Changing chipsets hurts CPU manufacturer’s bottom line

ASUS A7N8X-E Motherboard
ASUS A7N8X-E Motherboard

I read the below today on my RSS feed

[AMD] is now offering the cheapest desktop 3.0GHz dual core processor (3600+) for US$73. By cutting prices, AMD intend to compete with Intel for desktop CPU

I realized that, if I could buy that CPU and plug it into my existing motherboards, I would be spending 3x$75 today, no problem.
We have 3 machines with AMD Athlon 2400 chips in them that could do with a speed boost.
However, they are all “Socket-A” motherboards, and the current CPUs from AMD won’t work on them;
they require “AM2” sockets on their motherboards.

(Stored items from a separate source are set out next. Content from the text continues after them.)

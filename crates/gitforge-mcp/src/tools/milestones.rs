//! Milestone tools.

use std::sync::Arc;

use gitforge_core::{ForgeApi, Result};
use serde::Deserialize;
use serde_json::{json, Map, Value};

use crate::protocol::{JsonSchema, Property, ToolDefinition};
use crate::registry::Registry;
use crate::tools::args::{self, opt_str, require_str, IdOrName, PageArgs, RepoArgs};

pub(crate) fn register(registry: &mut Registry) {
    registry.register(
        ToolDefinition {
            name: "list_milestones".to_string(),
            description: "List milestones in a repository".to_string(),
            input_schema: JsonSchema::object()
                .prop("owner", Property::string("Repository owner"))
                .prop("repo", Property::string("Repository name"))
                .prop(
                    "state",
                    Property::string_enum("Filter by state", &["open", "closed", "all"]),
                )
                .prop("page", Property::integer("Page number"))
                .prop("limit", Property::integer("Page size")),
        },
        |client, arguments| Box::pin(list_milestones(client, arguments)),
    );

    registry.register(
        ToolDefinition {
            name: "get_milestone".to_string(),
            description: "Get a single milestone by ID or name".to_string(),
            input_schema: JsonSchema::object()
                .prop("owner", Property::string("Repository owner"))
                .prop("repo", Property::string("Repository name"))
                .prop("id", Property::string("Milestone ID or name"))
                .require(&["id"]),
        },
        |client, arguments| Box::pin(get_milestone(client, arguments)),
    );

    registry.register(
        ToolDefinition {
            name: "create_milestone".to_string(),
            description: "Create a new milestone in a repository".to_string(),
            input_schema: JsonSchema::object()
                .prop("owner", Property::string("Repository owner"))
                .prop("repo", Property::string("Repository name"))
                .prop("title", Property::string("Milestone title"))
                .prop("description", Property::string("Milestone description"))
                .prop("due_on", Property::string("Due date (ISO 8601 format)"))
                .prop(
                    "state",
                    Property::string_enum("Milestone state", &["open", "closed"]),
                )
                .require(&["title"]),
        },
        |client, arguments| Box::pin(create_milestone(client, arguments)),
    );

    registry.register(
        ToolDefinition {
            name: "edit_milestone".to_string(),
            description: "Edit an existing milestone".to_string(),
            input_schema: JsonSchema::object()
                .prop("owner", Property::string("Repository owner"))
                .prop("repo", Property::string("Repository name"))
                .prop("id", Property::string("Milestone ID or name"))
                .prop("title", Property::string("New title"))
                .prop("description", Property::string("New description"))
                .prop("due_on", Property::string("New due date (ISO 8601 format)"))
                .prop(
                    "state",
                    Property::string_enum("New state", &["open", "closed"]),
                )
                .require(&["id"]),
        },
        |client, arguments| Box::pin(edit_milestone(client, arguments)),
    );

    registry.register(
        ToolDefinition {
            name: "delete_milestone".to_string(),
            description: "Delete a milestone from a repository".to_string(),
            input_schema: JsonSchema::object()
                .prop("owner", Property::string("Repository owner"))
                .prop("repo", Property::string("Repository name"))
                .prop("id", Property::string("Milestone ID or name"))
                .require(&["id"]),
        },
        |client, arguments| Box::pin(delete_milestone(client, arguments)),
    );
}

#[derive(Debug, Default, Deserialize)]
struct ListMilestonesArgs {
    #[serde(flatten)]
    target: RepoArgs,
    state: Option<String>,
    #[serde(flatten)]
    page: PageArgs,
}

async fn list_milestones(
    client: Arc<dyn ForgeApi>,
    arguments: Map<String, Value>,
) -> Result<Value> {
    let args: ListMilestonesArgs = args::parse(arguments)?;
    let (owner, repo) = args.target.resolve()?;

    let mut query = Vec::new();
    if let Some(state) = opt_str(args.state) {
        query.push(("state".to_string(), state));
    }
    args.page.append_to(&mut query);

    client
        .get(&format!("/repos/{}/{}/milestones", owner, repo), &query)
        .await
}

#[derive(Debug, Default, Deserialize)]
struct MilestoneIdArgs {
    #[serde(flatten)]
    target: RepoArgs,
    id: Option<IdOrName>,
}

async fn get_milestone(client: Arc<dyn ForgeApi>, arguments: Map<String, Value>) -> Result<Value> {
    let args: MilestoneIdArgs = args::parse(arguments)?;
    let (owner, repo) = args.target.resolve()?;
    let id = IdOrName::require(args.id, "id")?;

    client
        .get(&format!("/repos/{}/{}/milestones/{}", owner, repo, id), &[])
        .await
}

#[derive(Debug, Default, Deserialize)]
struct CreateMilestoneArgs {
    #[serde(flatten)]
    target: RepoArgs,
    title: Option<String>,
    description: Option<String>,
    due_on: Option<String>,
    state: Option<String>,
}

async fn create_milestone(
    client: Arc<dyn ForgeApi>,
    arguments: Map<String, Value>,
) -> Result<Value> {
    let args: CreateMilestoneArgs = args::parse(arguments)?;
    let (owner, repo) = args.target.resolve()?;
    let title = require_str(args.title, "title")?;

    let mut body = Map::new();
    body.insert("title".to_string(), json!(title));
    if let Some(v) = opt_str(args.description) {
        body.insert("description".to_string(), json!(v));
    }
    if let Some(v) = opt_str(args.due_on) {
        body.insert("due_on".to_string(), json!(v));
    }
    if let Some(v) = opt_str(args.state) {
        body.insert("state".to_string(), json!(v));
    }

    client
        .post(
            &format!("/repos/{}/{}/milestones", owner, repo),
            Some(Value::Object(body)),
        )
        .await
}

#[derive(Debug, Default, Deserialize)]
struct EditMilestoneArgs {
    #[serde(flatten)]
    target: RepoArgs,
    id: Option<IdOrName>,
    title: Option<String>,
    description: Option<String>,
    due_on: Option<String>,
    state: Option<String>,
}

async fn edit_milestone(client: Arc<dyn ForgeApi>, arguments: Map<String, Value>) -> Result<Value> {
    let args: EditMilestoneArgs = args::parse(arguments)?;
    let (owner, repo) = args.target.resolve()?;
    let id = IdOrName::require(args.id, "id")?;

    let mut body = Map::new();
    if let Some(v) = opt_str(args.title) {
        body.insert("title".to_string(), json!(v));
    }
    if let Some(v) = opt_str(args.description) {
        body.insert("description".to_string(), json!(v));
    }
    if let Some(v) = opt_str(args.due_on) {
        body.insert("due_on".to_string(), json!(v));
    }
    if let Some(v) = opt_str(args.state) {
        body.insert("state".to_string(), json!(v));
    }

    client
        .patch(
            &format!("/repos/{}/{}/milestones/{}", owner, repo, id),
            Some(Value::Object(body)),
        )
        .await
}

async fn delete_milestone(
    client: Arc<dyn ForgeApi>,
    arguments: Map<String, Value>,
) -> Result<Value> {
    let args: MilestoneIdArgs = args::parse(arguments)?;
    let (owner, repo) = args.target.resolve()?;
    let id = IdOrName::require(args.id, "id")?;

    client
        .delete(&format!("/repos/{}/{}/milestones/{}", owner, repo, id))
        .await?;

    Ok(json!({ "status": "deleted" }))
}

#[cfg(test)]
mod tests {
    use super::*;
    use crate::tools::test_support::{args_map, MockApi};
    use serde_json::json;

    #[tokio::test]
    async fn test_list_milestones_forwards_state() {
        let mut api = MockApi::new();
        api.expect_get()
            .withf(|path, query| {
                path == "/repos/acme/widgets/milestones"
                    && query == [("state".to_string(), "closed".to_string())]
            })
            .returning(|_, _| Ok(json!([])));

        let client: Arc<dyn ForgeApi> = Arc::new(api);
        list_milestones(
            client,
            args_map(json!({"owner": "acme", "repo": "widgets", "state": "closed"})),
        )
        .await
        .unwrap();
    }

    #[tokio::test]
    async fn test_get_milestone_by_name() {
        let mut api = MockApi::new();
        api.expect_get()
            .withf(|path, _| path == "/repos/acme/widgets/milestones/v2.0")
            .returning(|_, _| Ok(json!({"id": 9})));

        let client: Arc<dyn ForgeApi> = Arc::new(api);
        get_milestone(
            client,
            args_map(json!({"owner": "acme", "repo": "widgets", "id": "v2.0"})),
        )
        .await
        .unwrap();
    }

    #[tokio::test]
    async fn test_create_milestone_requires_title() {
        let client: Arc<dyn ForgeApi> = Arc::new(MockApi::new());
        let err = create_milestone(
            client,
            args_map(json!({"owner": "acme", "repo": "widgets"})),
        )
        .await
        .unwrap_err();
        assert_eq!(err.to_string(), "title is required");
    }

    #[tokio::test]
    async fn test_edit_milestone_by_numeric_id() {
        let mut api = MockApi::new();
        api.expect_patch()
            .withf(|path, body| {
                path == "/repos/acme/widgets/milestones/9"
                    && body == &Some(json!({"state": "closed"}))
            })
            .returning(|_, _| Ok(json!({"id": 9})));

        let client: Arc<dyn ForgeApi> = Arc::new(api);
        edit_milestone(
            client,
            args_map(json!({"owner": "acme", "repo": "widgets", "id": 9, "state": "closed"})),
        )
        .await
        .unwrap();
    }

    #[tokio::test]
    async fn test_delete_milestone_requires_id() {
        let client: Arc<dyn ForgeApi> = Arc::new(MockApi::new());
        let err = delete_milestone(
            client,
            args_map(json!({"owner": "acme", "repo": "widgets"})),
        )
        .await
        .unwrap_err();
        assert_eq!(err.to_string(), "id is required");
    }
}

Not only that, but the new motherboards use a different kind of video card (PCIe) from the ones we have (AGP).
Our RAM (400 MHz DDR1) is also no good. We need Dual-Channel 533 MHz DDR2.

So, to upgrade the CPU I would have to buy:

  • $200 – a new motherboard
  • $200 – new memory
  • $200 – new video card
  • $75 – new CPU

The prices are rough estimates, based on what I usually end up getting.
There are cheaper motherboards, cheaper and more expensive video cards, but that would be the ballpark.

So my $75 upgrade turns into a $675 new machine.
So no, I’m not going to upgrade any time soon.

Let this be a lesson — to AMD, at least.

Published by


Mac developer

3 thoughts on “Changing chipsets hurts CPU manufacturer’s bottom line”

  1. You are a constant source of new hardware! Of course, P4’s are single-core, and run very hot. What do you want for that combo? Michael is eager to upgrade and his birthday is coming up.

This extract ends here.